FAMÍLIA FRANCISCANA PORTUGUESA

MISSIONÁRIOS DA MISERICÓRDIA

ENVIADOS PELO PAPA COMO MISSIONÁRIOS DA MISERICÓRDIA

No dia 10 de fevereiro de 2106, início da Quaresma deste Ano Jubilar, o Papa Francisco enviou 1071 «missionários da misericórdia», propondo-lhes, como exemplo, os santos capuchinhos Pio de Pietrelcina e Leopoldo Mandic, cujos corpos estiveram em Roma, de 5 a 11 deste mês. Foram dois santos que que passavam horas infidáveis no confessionário, como dispensadores da misericórdia do Pai.
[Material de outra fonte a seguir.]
//! Serving runtimes.
//!
//! Both runtimes drive the same invocation pipeline (pre hooks, function,
//! post hooks, output defaulting) and share one lifecycle: `start` serves
//! until the shutdown token fires, `close` releases the messaging handle and
//! then stops the listener.

mod asynchronous;
mod routes;
mod synchronous;

pub use asynchronous::{AsyncRuntime, CallbackService};
pub use synchronous::SyncRuntime;

use crate::context::Context;
use crate::error::{HandlerFault, InvokeError, Result, RuntimeError};
use crate::function::OpenFunction;
use crate::messaging::Messaging;
use crate::output::Output;
use async_trait::async_trait;
use bytes::Bytes;
use futures::FutureExt;
use std::future::Future;
use std::panic::AssertUnwindSafe;
use std::sync::atomic::{AtomicBool, Ordering};
use std::sync::{Arc, OnceLock};
use std::time::Duration;
use tokio::task::JoinHandle;
use tokio_util::sync::CancellationToken;
use tracing::{info, warn};

/// Upper bound for in-flight invocations to finish once the listener stops
const SHUTDOWN_TIMEOUT: Duration = Duration::from_secs(10);

/// A serving mode of the invoker
#[async_trait]
pub trait Runtime: Send + Sync {
    /// Serve until `shutdown` is cancelled, [`Runtime::close`] is called or a
    /// fatal error occurs
    async fn start(&self, shutdown: CancellationToken) -> Result<()>;

    /// Release resources. Idempotent, and safe to call without a prior start.
    async fn close(&self);
}

/// Resources shared by a runtime and its in-flight invocations
pub(crate) struct Lifecycle {
    messaging: OnceLock<Arc<dyn Messaging>>,
    closed: AtomicBool,
    listener: CancellationToken,
}

impl Lifecycle {
    pub(crate) fn new() -> Self {
        Self {
            messaging: OnceLock::new(),
            closed: AtomicBool::new(false),
            listener: CancellationToken::new(),
        }
    }

    /// Install a messaging handle unless one is already set
    pub(crate) fn set_messaging(&self, messaging: Arc<dyn Messaging>) {
        if self.messaging.set(messaging).is_err() {
            warn!("Messaging handle already installed, keeping the first one");
        }
    }

    pub(crate) fn messaging(&self) -> Option<Arc<dyn Messaging>> {
        self.messaging.get().cloned()
    }

    pub(crate) fn messaging_or_init<F>(&self, init: F) -> Arc<dyn Messaging>
    where
        F: FnOnce() -> Arc<dyn Messaging>,
    {
        self.messaging.get_or_init(init).clone()
    }

    /// Token cancelled when the listener must stop
    pub(crate) fn listener(&self) -> &CancellationToken {
        &self.listener
    }

    pub(crate) fn is_closed(&self) -> bool {
        self.closed.load(Ordering::Acquire)
    }

    /// Close the messaging handle, then stop the listener. Runs once.
    pub(crate) async fn close(&self) {
        if self.closed.swap(true, Ordering::AcqRel) {
            return;
        }

        if let Some(messaging) = self.messaging.get() {
            messaging.close().await;
        }
        self.listener.cancel();
        info!("Runtime closed");
    }
}

/// Wait for `shutdown`, a call to close or the end of `server`, then close
/// the lifecycle and let the server drain
pub(crate) async fn serve_until<E>(
    lifecycle: &Lifecycle,
    shutdown: CancellationToken,
    mut server: JoinHandle<std::result::Result<(), E>>,
) -> Result<()>
where
    RuntimeError: From<E>,
{
    let finished = tokio::select! {
        _ = shutdown.cancelled() => {
            info!("Shutdown requested");
            None
        }
        _ = lifecycle.listener().cancelled() => None,
        result = &mut server => Some(result),
    };

    lifecycle.close().await;

    let result = match finished {
        Some(result) => result,
        None => match tokio::time::timeout(SHUTDOWN_TIMEOUT, &mut server).await {
            Ok(result) => result,
            Err(_) => {
                warn!(
                    "Listener did not drain within {:?}, aborting in-flight requests",
                    SHUTDOWN_TIMEOUT
                );
                server.abort();
                return Ok(());
            }
        },
    };

    match result {
        Ok(served) => served.map_err(RuntimeError::from),
        Err(e) => Err(RuntimeError::Io(std::io::Error::other(e))),
    }
}

/// Run `invocation`, turning a panic into a fault
pub(crate) async fn guarded<T, F>(invocation: F) -> std::result::Result<T, HandlerFault>
where
    F: Future<Output = std::result::Result<T, HandlerFault>>,
{
    AssertUnwindSafe(invocation)
        .catch_unwind()
        .await
        .unwrap_or_else(|payload| Err(HandlerFault::from_panic(payload)))
}

/// Record a functional error in the output envelope and surface faults
pub(crate) fn absorb(ctx: &mut Context, error: InvokeError) -> std::result::Result<(), HandlerFault> {
    match error {
        InvokeError::Functional(error) => {
            info!("Function {} reported an error: {}", ctx.function_name(), error);
            match ctx.output_mut() {
                Some(output) if output.error().is_none() => output.set_error(Some(error)),
                Some(_) => {}
                None => ctx.set_output(Output::from_error(error)),
            }
            Ok(())
        }
        InvokeError::Fault(fault) => Err(fault),
    }
}

/// Run the pre hooks. Returns `false` when a functional error was recorded
/// and the function must be skipped.
pub(crate) async fn run_pre_hooks(ctx: &mut Context) -> std::result::Result<bool, HandlerFault> {
    match ctx.execute_pre_hooks().await {
        Ok(()) => Ok(true),
        Err(error) => absorb(ctx, error).map(|_| false),
    }
}

pub(crate) async fn run_post_hooks(ctx: &mut Context) -> std::result::Result<(), HandlerFault> {
    match ctx.execute_post_hooks().await {
        Ok(()) => Ok(()),
        Err(error) => absorb(ctx, error),
    }
}

/// Full pipeline of a byte-in, byte-out function, up to (excluding) defaulting
pub(crate) async fn invoke_open(
    function: &dyn OpenFunction,
    ctx: &mut Context,
    payload: Bytes,
) -> std::result::Result<(), HandlerFault> {
    if !run_pre_hooks(ctx).await? {
        return Ok(());
    }

    match function.accept(ctx, payload).await {
        Ok(output) => ctx.set_output(output),
        Err(error) => absorb(ctx, error)?,
    }

    run_post_hooks(ctx).await
}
São Leopoldo dizia, com alguma graça: «Se no céu Deus me acusar de ter sido demasiado misericordioso, direi que a culpa é d’Ele, pois foi d’Ele que tirei o exemplo».

Entre estes missionários enviados pelo Papa estavam os Capuchinhos portugueses Frei Manuel Arantes da Silva, Frei Luís Gonçalves, Frei Miguel Pinto Grilo e Frei Maximilianus Béber, este último Capuchinho da Província de Pontianak, Indonésia, que desde 2010 oferece a sua preciosa e dedicada colaboração à presença missionária que a Província Portuguesa dos Capuchinhos iniciou em Timor no ano de 2003.
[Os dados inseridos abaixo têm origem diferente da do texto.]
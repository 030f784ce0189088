//! Function handler traits.
//!
//! A function implements exactly one of the three traits below. Instances are
//! constructed once at startup and shared by every concurrent invocation, so
//! implementations must be stateless or synchronize their own state.

use crate::cloudevent::StructuredEvent;
use crate::context::Context;
use crate::error::{ConfigurationError, InvokeResult};
use crate::event::{HttpRequest, HttpResponse};
use crate::output::Output;
use async_trait::async_trait;
use bytes::Bytes;
use std::collections::BTreeSet;
use std::fmt;

/// Path pattern that matches every request
pub const CATCH_ALL_PATH: &str = "/*";

/// A function that reads the raw HTTP request and writes the raw response
#[async_trait]
pub trait HttpFunction: Send + Sync + 'static {
    async fn service(&self, request: &HttpRequest, response: &mut HttpResponse) -> InvokeResult;

    /// Path and methods served by this function. `None` serves every request.
    fn route(&self) -> Option<Route> {
        None
    }
}

/// A function that consumes a structured (CloudEvents) event.
///
/// Returning a functional error is a normal failed outcome: it is recorded in
/// the output envelope.
#[async_trait]
pub trait EventFunction: Send + Sync + 'static {
    async fn accept(&self, ctx: &mut Context, event: StructuredEvent) -> InvokeResult;

    fn route(&self) -> Option<Route> {
        None
    }
}

/// A byte-in, byte-out function.
///
/// This is the only kind that can serve sidecar callback events.
#[async_trait]
pub trait OpenFunction: Send + Sync + 'static {
    async fn accept(&self, ctx: &mut Context, payload: Bytes) -> InvokeResult<Output>;

    fn route(&self) -> Option<Route> {
        None
    }
}

/// Path pattern and allowed methods declared by a function
#[derive(Debug, Clone, PartialEq, Eq)]
pub struct Route {
    path: String,
    methods: Option<BTreeSet<String>>,
}

impl Route {
    /// A route accepting every method
    pub fn new(path: impl Into<String>) -> Self {
        Self {
            path: path.into(),
            methods: None,
        }
    }

    /// The route used by functions that declare none
    pub fn catch_all() -> Self {
        Self::new(CATCH_ALL_PATH)
    }

    /// Restrict the route to the given methods. Names are case-insensitive.
    pub fn with_methods<I, S>(mut self, methods: I) -> Self
    where
        I: IntoIterator<Item = S>,
        S: AsRef<str>,
    {
        let methods = methods
            .into_iter()
            .map(|m| m.as_ref().trim().to_ascii_uppercase())
            .filter(|m| !m.is_empty())
            .collect::<BTreeSet<_>>();

        self.methods = if methods.is_empty() {
            None
        } else {
            Some(methods)
        };
        self
    }

    pub fn path(&self) -> &str {
        &self.path
    }

    /// Allowed methods, `None` when every method is allowed
    pub fn methods(&self) -> Option<&BTreeSet<String>> {
        self.methods.as_ref()
    }

    pub fn allows(&self, method: &str) -> bool {
        match &self.methods {
            None => true,
            Some(methods) => methods.contains(&method.to_ascii_uppercase()),
        }
    }

    pub(crate) fn pattern(&self) -> Result<PathPattern, ConfigurationError> {
        PathPattern::parse(&self.path)
    }
}

impl fmt::Display for Route {
    fn fmt(&self, f: &mut fmt::Formatter<'_>) -> fmt::Result {
        match &self.methods {
            None => write!(f, "* {}", self.path),
            Some(methods) => {
                let methods = methods.iter().cloned().collect::<Vec<_>>().join(",");
                write!(f, "{} {}", methods, self.path)
            }
        }
    }
}

/// Parsed form of a route path
#[derive(Debug, Clone, PartialEq, Eq, Hash)]
pub(crate) enum PathPattern {
    Exact(String),
    /// `/base/*`, matches `/base` and everything below it
    Prefix(String),
    CatchAll,
}

impl PathPattern {
    pub(crate) fn parse(path: &str) -> Result<Self, ConfigurationError> {
        let path = path.trim();
        if !path.starts_with('/') {
            return Err(ConfigurationError::InvalidRoute(path.to_string()));
        }

        if path == "/" || path == CATCH_ALL_PATH {
            return Ok(PathPattern::CatchAll);
        }

        if let Some(base) = path.strip_suffix("/*") {
            if base.contains('*') {
                return Err(ConfigurationError::InvalidRoute(path.to_string()));
            }
            return Ok(PathPattern::Prefix(base.to_string()));
        }

        if path.contains('*') {
            return Err(ConfigurationError::InvalidRoute(path.to_string()));
        }

        let path = path.strip_suffix('/').unwrap_or(path);
        Ok(PathPattern::Exact(path.to_string()))
    }

    /// Whether `path` is `base` or lies below it
    pub(crate) fn is_under(base: &str, path: &str) -> bool {
        path == base
            || path
                .strip_prefix(base)
                .is_some_and(|rest| rest.starts_with('/'))
    }
}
Foram também enviados alguns Irmãos da Ordem dos Frades Menores e da Ordem dos Frades Menores Conventuais.

Estes missionários, segundo o que o próprio Papa quis e escreveu, serão um sinal da solicitude materna da Igreja pelo povo de Deus; serão sacerdotes a quem deu autoridade de perdoar mesmo os pecados reservados à Sé Apostólica, para que se torne evidente a amplitude do seu mandato; serão sobretudo sinal vivo de como o Pai acolhe a todos aqueles que andam à procura do seu perdão; serão missionários da misericórdia, porque se farão, junto de todos, artífices dum encontro cheio de humanidade, fonte de libertação, rico de responsabilidade para superar os obstáculos e retomar a vida nova do Baptismo (cf. MV 18).